I Padri Fondatori e le radici del liberalismo
Nei miei articoli precedenti, ho discusso molti aspetti della Prima Teoria Politica, il liberalismo e il suo rapporto con la Quarta Teoria Politica, sia lodandoli che criticandoli. Ho esaminato la Scuola Austriaca, l'Agorismo e diverse figure illuministe come Voltaire, nonché il loro sviluppo da Hobbes a Locke, fino a Rousseau e Kant. Ho anche esaminato il filosofo Leo Strauss, il suo punto di vista sul liberalismo e la geopolitica e diversi altri argomenti correlati. Tuttavia, non ho scritto molto sulle origini del liberalismo e non ho ancora esaminato le figure politiche centrali di questo periodo del suo sviluppo. Dato che questo avrebbe senso, mi permetto di iniziare da qui. Alexander Dugin ha fatto questo anche per quanto riguarda la Seconda Teoria Politica, che alla fine ha rifiutato, ma ha anche considerato e analizzato figure fondatrici come Vladimir Lenin e Mao Tse Tung, evidenziando gli aspetti positivi del loro pensiero. Credo che lo stesso debba essere fatto con la Prima Teoria Politica.

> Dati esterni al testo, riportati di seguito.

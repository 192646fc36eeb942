use anyhow::{Context as _, Result};
use lifecycle::{Event, Response};

use crate::Context;
use crate::config::Settings;
use crate::engine::{Provider, dispatch};
use crate::respond;
use crate::ui;

/// Handle one event: print the response and optionally deliver it.
///
/// A FAILED response still prints and delivers, then exits non-zero.
pub fn run(ctx: &Context, settings: &Settings, source: &str, deliver: bool) -> Result<()> {
    let event = super::read_event(source)?;
    let backend = settings.backend();
    let secrets = settings.secret_store()?;
    let provider = Provider {
        backend: &backend,
        secrets: secrets.as_ref(),
        strict_kinds: settings.strict_kinds,
    };

    let response = process(&event, &provider);
    println!("{}", respond::body(&response)?);

    if deliver {
        let url = event
            .response_url
            .as_deref()
            .context("Event has no ResponseURL to deliver to")?;
        respond::send(&response, url)?;
    }

    summarize(ctx, &response);
    if !response.is_success() {
        anyhow::bail!(
            "{} {} failed",
            event.request_type,
            event.logical_resource_id
        );
    }
    Ok(())
}

fn process(event: &Event, provider: &Provider<'_>) -> Response {
    log::debug!(
        "{} {} ({}) request {}",
        event.request_type,
        event.logical_resource_id,
        event.resource_type,
        event.request_id
    );
    dispatch(event, provider)
}

fn summarize(ctx: &Context, response: &Response) {
    if ctx.quiet {
        return;
    }
    if response.is_success() {
        ui::success(&format!(
            "{} is {}",
            response.logical_resource_id, response.physical_resource_id
        ));
    } else {
        ui::error(response.reason.as_deref().unwrap_or("failed"));
    }
    if ctx.verbose > 0 {
        for (name, value) in &response.attributes {
            ui::dim(&format!("{name} = {value}"));
        }
    }
}
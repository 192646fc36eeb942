//! Identity scheme
//!
//! An identity is `mssql:<logical id>:<kind>:<surrogate ids...>`, built
//! from the integer ids the catalogs assign. Ids are looked up by name
//! on every create and update, so an identity is stable across renames
//! exactly when the underlying id is.
//!
//! Lookups treat a statement error as "not found". Only a broken
//! connection is propagated.

use std::fmt;
use tdskit::{Error as TdsError, Session};

use crate::connection::SCHEME;
use crate::error::{ProviderError, Result};

/// Quote a string as an N'...' literal, doubling single quotes.
pub fn quote_literal(value: &str) -> String {
    format!("N'{}'", value.replace('\'', "''"))
}

fn lookup(session: &mut dyn Session, what: &str, sql: &str) -> Result<Option<i64>> {
    log::debug!("Looking up {what}");
    match session.query_i64(sql) {
        Ok(id) => {
            log::debug!("{what}: {id:?}");
            Ok(id)
        }
        Err(err @ (TdsError::Connection { .. } | TdsError::Io(_) | TdsError::Closed)) => {
            Err(ProviderError::Connection(err.to_string()))
        }
        Err(err) => {
            log::debug!("Lookup of {what} failed, treating as absent: {err}");
            Ok(None)
        }
    }
}

/// `principal_id` of a login.
pub fn server_principal_id(session: &mut dyn Session, login: &str) -> Result<Option<i64>> {
    lookup(
        session,
        &format!("login {login}"),
        &format!(
            "SELECT principal_id FROM master.sys.server_principals WHERE name = {}",
            quote_literal(login)
        ),
    )
}

/// `database_id` of a database.
pub fn database_id(session: &mut dyn Session, database: &str) -> Result<Option<i64>> {
    lookup(
        session,
        &format!("database {database}"),
        &format!(
            "SELECT database_id FROM master.sys.databases WHERE name = {}",
            quote_literal(database)
        ),
    )
}

/// `principal_id` of a user inside `database`.
pub fn database_principal_id(
    session: &mut dyn Session,
    database: &str,
    user: &str,
) -> Result<Option<i64>> {
    lookup(
        session,
        &format!("user {user} in {database}"),
        &format!(
            "SELECT principal_id FROM [{database}].sys.database_principals WHERE name = {}",
            quote_literal(user)
        ),
    )
}

/// `schema_id` of a schema in the current database.
pub fn schema_id(session: &mut dyn Session, schema: &str) -> Result<Option<i64>> {
    lookup(
        session,
        &format!("schema {schema}"),
        &format!(
            "SELECT schema_id FROM sys.schemas WHERE name = {}",
            quote_literal(schema)
        ),
    )
}

/// Identity of a managed object.
#[derive(Debug, Clone, PartialEq, Eq)]
pub enum Identity {
    Login {
        scope: String,
        principal_id: i64,
    },
    Database {
        scope: String,
        database_id: i64,
    },
    User {
        scope: String,
        database_id: i64,
        principal_id: i64,
    },
    Schema {
        scope: String,
        schema_id: i64,
    },
    Grant {
        scope: String,
        permission: String,
        principal_id: i64,
        database_id: i64,
    },
}

impl Identity {
    /// Look up the identity of a login.
    pub fn of_login(session: &mut dyn Session, scope: &str, login: &str) -> Result<Option<Self>> {
        Ok(server_principal_id(session, login)?.map(|principal_id| Self::Login {
            scope: scope.to_string(),
            principal_id,
        }))
    }

    pub fn of_database(
        session: &mut dyn Session,
        scope: &str,
        database: &str,
    ) -> Result<Option<Self>> {
        Ok(database_id(session, database)?.map(|database_id| Self::Database {
            scope: scope.to_string(),
            database_id,
        }))
    }

    /// A user is addressed by its database and its principal in it.
    pub fn of_user(
        session: &mut dyn Session,
        scope: &str,
        database: &str,
        user: &str,
    ) -> Result<Option<Self>> {
        let Some(database_id) = database_id(session, database)? else {
            return Ok(None);
        };
        Ok(database_principal_id(session, database, user)?.map(|principal_id| Self::User {
            scope: scope.to_string(),
            database_id,
            principal_id,
        }))
    }

    pub fn of_schema(session: &mut dyn Session, scope: &str, schema: &str) -> Result<Option<Self>> {
        Ok(schema_id(session, schema)?.map(|schema_id| Self::Schema {
            scope: scope.to_string(),
            schema_id,
        }))
    }

    pub fn of_grant(
        session: &mut dyn Session,
        scope: &str,
        permission: &str,
        database: &str,
        user: &str,
    ) -> Result<Option<Self>> {
        let Some(principal_id) = database_principal_id(session, database, user)? else {
            return Ok(None);
        };
        Ok(database_id(session, database)?.map(|database_id| Self::Grant {
            scope: scope.to_string(),
            permission: permission.to_string(),
            principal_id,
            database_id,
        }))
    }
}

impl fmt::Display for Identity {
    fn fmt(&self, f: &mut fmt::Formatter<'_>) -> fmt::Result {
        match self {
            Self::Login {
                scope,
                principal_id,
            } => write!(f, "{SCHEME}:{scope}:login:{principal_id}"),
            Self::Database { scope, database_id } => {
                write!(f, "{SCHEME}:{scope}:database:{database_id}")
            }
            Self::User {
                scope,
                database_id,
                principal_id,
            } => write!(f, "{SCHEME}:{scope}:database:{database_id}:user:{principal_id}"),
            Self::Schema { scope, schema_id } => write!(f, "{SCHEME}:{scope}:schema:{schema_id}"),
            Self::Grant {
                scope,
                permission,
                principal_id,
                database_id,
            } => write!(
                f,
                "{SCHEME}:{scope}:grant:{permission}:{principal_id}:{database_id}"
            ),
        }
    }
}
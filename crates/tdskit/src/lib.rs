//! # tdskit
//!
//! Blocking SQL Server sessions for code that runs one short-lived
//! connection per invocation.
//!
//! This crate provides:
//! - A [`Backend`] trait that opens sessions, and the [`TdsBackend`]
//!   implementation speaking TDS over TCP
//! - A [`Session`] trait with the handful of operations resource
//!   handlers need: query, execute, stored procedure call, commit,
//!   rollback, close
//! - An [`Error`] type whose [`ErrorCategory`] separates "object does not
//!   exist" from every other failure
//!
//! ## Example
//!
//! ```no_run
//! use tdskit::{Backend, ConnectionParams, TdsBackend};
//!
//! let backend = TdsBackend::new();
//! let params = ConnectionParams::new("localhost").with_password("P@ssW0rd");
//! let mut session = backend.connect(&params, true)?;
//!
//! let id = session.query_i64("SELECT database_id FROM master.sys.databases WHERE name = 'master'")?;
//! println!("master has id {id:?}");
//! session.close()?;
//! # Ok::<(), tdskit::Error>(())
//! ```

pub mod backend;
pub mod error;
pub mod types;

pub use backend::tds::TdsBackend;
pub use backend::{Backend, Session, default_backend};
pub use error::{Error, ErrorCategory, Result};
pub use types::{ConnectionParams, DEFAULT_DATABASE, DEFAULT_PORT, DEFAULT_USER, Row, Value};
//! Server logins

use lifecycle::{Change, Outcome};

use super::{Reconciler, RequestContext, ResourceKind, execute_tolerating_missing, unresolved};
use crate::connection::Connection;
use crate::error::Result;
use crate::identity::{Identity, quote_literal, server_principal_id};
use crate::properties::LoginProperties;

/// Logins are always dropped on Delete, whatever the deletion policy says.
#[derive(Debug, Default)]
pub struct LoginReconciler;

impl LoginReconciler {
    fn identity(ctx: &RequestContext<'_>, conn: &mut Connection, name: &str) -> Result<String> {
        Identity::of_login(conn.session(), ctx.scope(), name)?
            .map(|identity| identity.to_string())
            .ok_or_else(|| unresolved(ResourceKind::Login, name))
    }

    fn success(identity: String, change: Change, props: &LoginProperties) -> Outcome {
        Outcome::success(identity, change).with_attribute("LoginName", &props.login_name)
    }
}

impl Reconciler for LoginReconciler {
    type Properties = LoginProperties;

    fn kind(&self) -> ResourceKind {
        ResourceKind::Login
    }

    fn autocommit(&self) -> bool {
        false
    }

    fn create(
        &self,
        ctx: &RequestContext<'_>,
        props: &LoginProperties,
        conn: &mut Connection,
    ) -> Result<Outcome> {
        let password = props.credential.resolve(ctx.secrets)?;
        log::info!("Creating login {}", props.login_name);
        conn.session().execute(&format!(
            "CREATE LOGIN [{}] WITH PASSWORD = {}, DEFAULT_DATABASE = [{}]",
            props.login_name,
            quote_literal(&password),
            props.default_database
        ))?;
        let identity = Self::identity(ctx, conn, &props.login_name)?;
        Ok(Self::success(identity, Change::Created, props))
    }

    /// A rename resets password and default database in the same statement.
    fn update(
        &self,
        ctx: &RequestContext<'_>,
        props: &LoginProperties,
        conn: &mut Connection,
    ) -> Result<Outcome> {
        let password = props.credential.resolve(ctx.secrets)?;
        let old_name = ctx.old_str("LoginName").unwrap_or(&props.login_name);

        let sql = if old_name != props.login_name {
            log::info!("Renaming login {old_name} to {}", props.login_name);
            format!(
                "ALTER LOGIN [{old_name}] WITH NAME = [{}], PASSWORD = {}, DEFAULT_DATABASE = [{}]",
                props.login_name,
                quote_literal(&password),
                props.default_database
            )
        } else {
            log::info!("Updating login {}", props.login_name);
            format!(
                "ALTER LOGIN [{}] WITH PASSWORD = {}, DEFAULT_DATABASE = [{}]",
                props.login_name,
                quote_literal(&password),
                props.default_database
            )
        };
        conn.session().execute(&sql)?;

        let identity = Self::identity(ctx, conn, &props.login_name)?;
        Ok(Self::success(identity, Change::Modified, props))
    }

    fn delete(
        &self,
        _ctx: &RequestContext<'_>,
        props: &LoginProperties,
        conn: &mut Connection,
    ) -> Result<Outcome> {
        if server_principal_id(conn.session(), &props.login_name)?.is_none() {
            log::info!("Login {} does not exist", props.login_name);
            return Ok(Outcome::success("", Change::Retained));
        }

        log::info!("Dropping login {}", props.login_name);
        let dropped =
            execute_tolerating_missing(conn, &format!("DROP LOGIN [{}]", props.login_name))?;
        let change = if dropped {
            Change::Removed
        } else {
            Change::Retained
        };
        Ok(Outcome::success("", change))
    }
}
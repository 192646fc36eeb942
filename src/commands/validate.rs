use anyhow::Result;
use lifecycle::Event;

use crate::Context;
use crate::config::Settings;
use crate::engine::dispatcher::route;
use crate::resource::ResourceKind;
use crate::ui;

pub fn run(ctx: &Context, settings: &Settings, source: &str) -> Result<()> {
    let event = super::read_event(source)?;
    let kind = check(&event, settings.strict_kinds)?;
    if !ctx.quiet {
        ui::success(&format!(
            "{} is a valid {kind} ({})",
            event.logical_resource_id,
            kind.resource_type()
        ));
    }
    Ok(())
}

/// Properties check of an event, no server involved.
fn check(event: &Event, strict_kinds: bool) -> Result<ResourceKind> {
    let kind = route(&event.resource_type, strict_kinds)
        .ok_or_else(|| anyhow::anyhow!("unsupported resource type {}", event.resource_type))?;
    kind.validate(&event.resource_properties)?;
    if let Some(old) = &event.old_resource_properties
        && kind.validate(old).is_err()
    {
        ui::warn("Previous properties do not validate");
    }
    Ok(kind)
}
use anyhow::{Context, Result};
use serde::{Deserialize, Serialize};
use std::fs;
use std::path::{Path, PathBuf};
use tdskit::{TdsBackend, default_backend};

use crate::secrets::{EnvSecretStore, SecretStore, StaticSecretStore};

fn default_env_prefix() -> String {
    "MSSQL_SECRET_".to_string()
}

fn default_true() -> bool {
    true
}

/// Where `PasswordParameterName` references are resolved
#[derive(Debug, Clone, Copy, Default, PartialEq, Eq, Serialize, Deserialize)]
#[serde(rename_all = "lowercase")]
pub enum SecretSource {
    #[default]
    Env,
    File,
}

#[derive(Debug, Clone, PartialEq, Eq, Serialize, Deserialize)]
pub struct SecretsConfig {
    #[serde(default)]
    pub source: SecretSource,

    /// TOML file of `name = "value"` pairs (source = "file")
    #[serde(default)]
    pub path: Option<PathBuf>,

    #[serde(default = "default_env_prefix")]
    pub env_prefix: String,
}

impl Default for SecretsConfig {
    fn default() -> Self {
        Self {
            source: SecretSource::default(),
            path: None,
            env_prefix: default_env_prefix(),
        }
    }
}

/// Runtime settings, read from a TOML file
#[derive(Debug, Clone, PartialEq, Eq, Serialize, Deserialize)]
pub struct Settings {
    #[serde(default)]
    pub secrets: SecretsConfig,

    /// Fail unknown resource types instead of handling them as logins
    #[serde(default)]
    pub strict_kinds: bool,

    #[serde(default = "default_true")]
    pub trust_server_certificate: bool,
}

impl Default for Settings {
    fn default() -> Self {
        Self {
            secrets: SecretsConfig::default(),
            strict_kinds: false,
            trust_server_certificate: true,
        }
    }
}

impl Settings {
    /// Load settings; without a path the defaults apply.
    pub fn load(path: Option<&Path>) -> Result<Self> {
        let Some(path) = path else {
            log::debug!("No settings file, using defaults");
            return Ok(Self::default());
        };
        let content = fs::read_to_string(path)
            .with_context(|| format!("Could not read {}", path.display()))?;
        let settings: Self = toml::from_str(&content)
            .with_context(|| format!("Invalid TOML format in {}", path.display()))?;
        settings.validate()?;
        log::debug!("Loaded settings from {}", path.display());
        Ok(settings)
    }

    pub fn validate(&self) -> Result<()> {
        if self.secrets.source == SecretSource::File && self.secrets.path.is_none() {
            anyhow::bail!("secrets.path is required when secrets.source is \"file\"");
        }
        Ok(())
    }

    /// Apply command-line flags on top of the file.
    pub fn with_overrides(mut self, strict_kinds: bool, secrets_file: Option<PathBuf>) -> Self {
        if strict_kinds {
            self.strict_kinds = true;
        }
        if let Some(path) = secrets_file {
            self.secrets.source = SecretSource::File;
            self.secrets.path = Some(path);
        }
        self
    }

    /// Build the configured secret store.
    pub fn secret_store(&self) -> Result<Box<dyn SecretStore>> {
        match (self.secrets.source, &self.secrets.path) {
            (SecretSource::File, Some(path)) => Ok(Box::new(StaticSecretStore::from_toml_file(path)?)),
            (SecretSource::File, None) => {
                anyhow::bail!("secrets.path is required when secrets.source is \"file\"")
            }
            (SecretSource::Env, _) => Ok(Box::new(EnvSecretStore::new(&self.secrets.env_prefix))),
        }
    }

    pub fn backend(&self) -> TdsBackend {
        default_backend().with_trust_cert(self.trust_server_certificate)
    }
}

Le origini della Prima Teoria Politica del liberalismo come statecraft pratico [“statalismo pratico”] si trovano in tre Paesi: Inghilterra, Stati Uniti e Francia. La Francia è interessante perché ha prodotto direttamente Napoleone come un “contraccolpo” più tradizionale, ma la Rivoluzione francese non è stata un grande modello. Sia gli antiliberali come Savitri Devi, Ernst Jünger e Friedrich Nietzsche, sia i liberali come Erich von Kühnelt-Leddihn e Hans Hermann Hoppe, caratterizzano giustamente questa rivoluzione come la catastrofe primordiale della modernità e, di fatto, come l'essenza del tipo di modernità da combattere.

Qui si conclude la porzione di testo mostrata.